Death penalty opponent Sister Helen Prejean, center, tries to put death row inmate Richard Glossip on a speaker phone outside the Oklahoma State Penitentiary in McAlester after his execution was delayed on Sept. 30 because the state discovered it had the wrong drug for its lethal-injection protocol.

Death penalty opponent Sister Helen Prejean, center, tries to put death row inmate Richard Glossip on a speaker phone outside the Oklahoma State Penitentiary in McAlester after his execution was delayed on Sept. 30 because the state discovered it had the wrong drug for its lethal-injection protocol.

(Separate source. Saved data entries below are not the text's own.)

//! Command line parameters.
//!
//! Six positional parameters name the two coordinate files, the window size
//! and the two pair counts. Everything else only changes how the playback
//! looks.
use crate::render::Resolution;
use crate::{Error, Result};
use clap::Parser;
use std::path::PathBuf;
use std::time::Duration;

#[derive(Debug, Clone, Parser)]
#[command(name = "hulldraw", version, about, allow_negative_numbers = true)]
pub struct Args {
  /// File with every point, one integer per line: x0, y0, x1, y1, ...
  pub points_file: PathBuf,
  /// File with the hull vertices in polygon order, same format.
  pub vertices_file: PathBuf,
  /// Window width in world units; the origin sits at its centre.
  pub width: i64,
  /// Window height in world units.
  pub height: i64,
  /// Number of coordinate pairs to read from the points file.
  pub num_points: i64,
  /// Number of coordinate pairs to read from the vertices file.
  pub num_vertices: i64,
  /// Canvas width in terminal cells.
  #[arg(long, default_value_t = 80)]
  pub cols: usize,
  /// Canvas height in terminal cells.
  #[arg(long, default_value_t = 40)]
  pub rows: usize,
  /// Pause after every draw step, in milliseconds.
  #[arg(long, default_value_t = 20)]
  pub delay_ms: u64,
  /// Exit as soon as the animation ends instead of waiting for ENTER.
  #[arg(long)]
  pub no_wait: bool,
  /// Log more (repeat for more detail).
  #[arg(short, long, action = clap::ArgAction::Count)]
  pub verbose: u8,
}

/// Validated invocation parameters.
#[derive(Debug, Clone, PartialEq, Eq)]
pub struct Config {
  pub points_file: PathBuf,
  pub vertices_file: PathBuf,
  pub width: u32,
  pub height: u32,
  pub num_points: usize,
  pub num_vertices: usize,
  pub resolution: Resolution,
  pub delay: Duration,
  pub wait: bool,
  pub verbosity: u8,
}

impl Config {
  /// Parse and validate a full argument list (including the program name).
  pub fn try_parse_from<I, T>(args: I) -> Result<Config>
  where
    I: IntoIterator<Item = T>,
    T: Into<std::ffi::OsString> + Clone,
  {
    let args = Args::try_parse_from(args).map_err(|err| Error::Configuration(err.to_string()))?;
    Config::try_from(args)
  }

  pub fn log_level(&self) -> tracing::Level {
    log_level(self.verbosity)
  }
}

/// Maximum log level for a `-v` count. Quiet by default.
pub fn log_level(verbosity: u8) -> tracing::Level {
  match verbosity {
    0 => tracing::Level::WARN,
    1 => tracing::Level::INFO,
    2 => tracing::Level::DEBUG,
    _ => tracing::Level::TRACE,
  }
}

impl TryFrom<Args> for Config {
  type Error = Error;

  fn try_from(args: Args) -> Result<Config> {
    let width = positive("WIDTH", args.width)?;
    let height = positive("HEIGHT", args.height)?;
    let num_points = positive("NUM_POINTS", args.num_points)?;
    let num_vertices = positive("NUM_VERTICES", args.num_vertices)?;
    if args.cols == 0 || args.rows == 0 {
      return Err(Error::Configuration(format!(
        "--cols and --rows must be positive, got {}x{}",
        args.cols, args.rows
      )));
    }
    Ok(Config {
      points_file: args.points_file,
      vertices_file: args.vertices_file,
      width,
      height,
      num_points,
      num_vertices,
      resolution: Resolution {
        cols: args.cols,
        rows: args.rows,
      },
      delay: Duration::from_millis(args.delay_ms),
      wait: !args.no_wait,
      verbosity: args.verbose,
    })
  }
}

fn positive<T: TryFrom<i64>>(name: &str, value: i64) -> Result<T> {
  if value <= 0 {
    return Err(Error::Configuration(format!(
      "{name} must be positive, got {value}"
    )));
  }
  T::try_from(value)
    .map_err(|_| Error::Configuration(format!("{name} is too large: {value}")))
}

#[cfg(test)]
mod tests {
  use super::*;
  use claims::{assert_matches, assert_ok};

  fn parse(args: &[&str]) -> Result<Config> {
    Config::try_parse_from(std::iter::once("hulldraw").chain(args.iter().copied()))
  }

  #[test]
  fn positional_order() {
    let config = assert_ok!(parse(&[".points", ".vertices", "1000", "800", "100", "12"]));
    assert_eq!(config.points_file, PathBuf::from(".points"));
    assert_eq!(config.vertices_file, PathBuf::from(".vertices"));
    assert_eq!((config.width, config.height), (1000, 800));
    assert_eq!((config.num_points, config.num_vertices), (100, 12));
    assert_eq!(config.resolution, Resolution::default());
    assert_eq!(config.delay, Duration::from_millis(20));
    assert!(config.wait);
    assert_eq!(config.log_level(), tracing::Level::WARN);
  }

  #[test]
  fn options() {
    let config = assert_ok!(parse(&[
      "p", "v", "10", "10", "1", "1", "--cols", "20", "--rows", "5", "--delay-ms", "0",
      "--no-wait", "-vv",
    ]));
    assert_eq!(config.resolution, Resolution { cols: 20, rows: 5 });
    assert_eq!(config.delay, Duration::ZERO);
    assert!(!config.wait);
    assert_eq!(config.log_level(), tracing::Level::DEBUG);
  }

  #[test]
  fn missing_parameter() {
    let err = parse(&["p", "v", "10", "10", "1"]).unwrap_err();
    assert_matches!(err, Error::Configuration(_));
  }

  #[test]
  fn non_numeric_parameter() {
    let err = parse(&["p", "v", "wide", "10", "1", "1"]).unwrap_err();
    assert_matches!(err, Error::Configuration(_));
  }

  #[test]
  fn zero_count_rejected() {
    let err = parse(&["p", "v", "10", "10", "0", "3"]).unwrap_err();
    assert_matches!(err, Error::Configuration(ref msg) if msg.contains("NUM_POINTS"));
  }

  #[test]
  fn negative_count_rejected() {
    let err = parse(&["p", "v", "10", "10", "3", "-3"]).unwrap_err();
    assert_matches!(err, Error::Configuration(ref msg) if msg.contains("NUM_VERTICES"));
  }

  #[test]
  fn negative_size_rejected() {
    let err = parse(&["p", "v", "-10", "10", "3", "3"]).unwrap_err();
    assert_matches!(err, Error::Configuration(ref msg) if msg.contains("WIDTH"));
  }

  #[test]
  fn oversized_window_rejected() {
    let err = parse(&["p", "v", "10", "99999999999", "3", "3"]).unwrap_err();
    assert_matches!(err, Error::Configuration(ref msg) if msg.contains("HEIGHT"));
  }

  #[test]
  fn zero_grid_rejected() {
    let err = parse(&["p", "v", "10", "10", "3", "3", "--rows", "0"]).unwrap_err();
    assert_matches!(err, Error::Configuration(_));
  }
}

(Sue Ogrocki / Associated Press)

Any day now the California Department of Corrections and Rehabilitation will be announcing what drug it intends to use to execute the 747 people on death row. Here’s a suggestion: Avoid sodium thiopental, or, like Arizona, Nebraska and other states, risk a showdown with the federal government over illegal drug imports.

Yes, that’s where we are now with the quest to execute condemned killers -- states resorting to illicit imports from a shadowy overseas supplier (which Buzzfeed details here) to commit an immoral act.

The background: Sodium thiopental for years was the preferred first drug in the three-drug lethal-injection protocol. It renders the inmate unconscious before a paralytic -- usually pancuronium bromide -- is injected to seize up the muscle system and lung function, followed by potassium chloride to stop the heart. But in 2011, the sole remaining U.S. manufacturer of sodium thiopental, Hospira, got out of the business under pressure from European countries where Hospira’s manufacturing facilities were located, and which oppose the death penalty.

The easy solution: Import sodium thiopental from countries less concerned about whether the drugs will be used to heal or to kill. But the U.S. Food and Drug Administration never cleared sodium thiopental for import. So, when Arizona earlier this year sought to buy 1,000 vials from a provider in India, customs officials seized them, according to the Arizona Republic.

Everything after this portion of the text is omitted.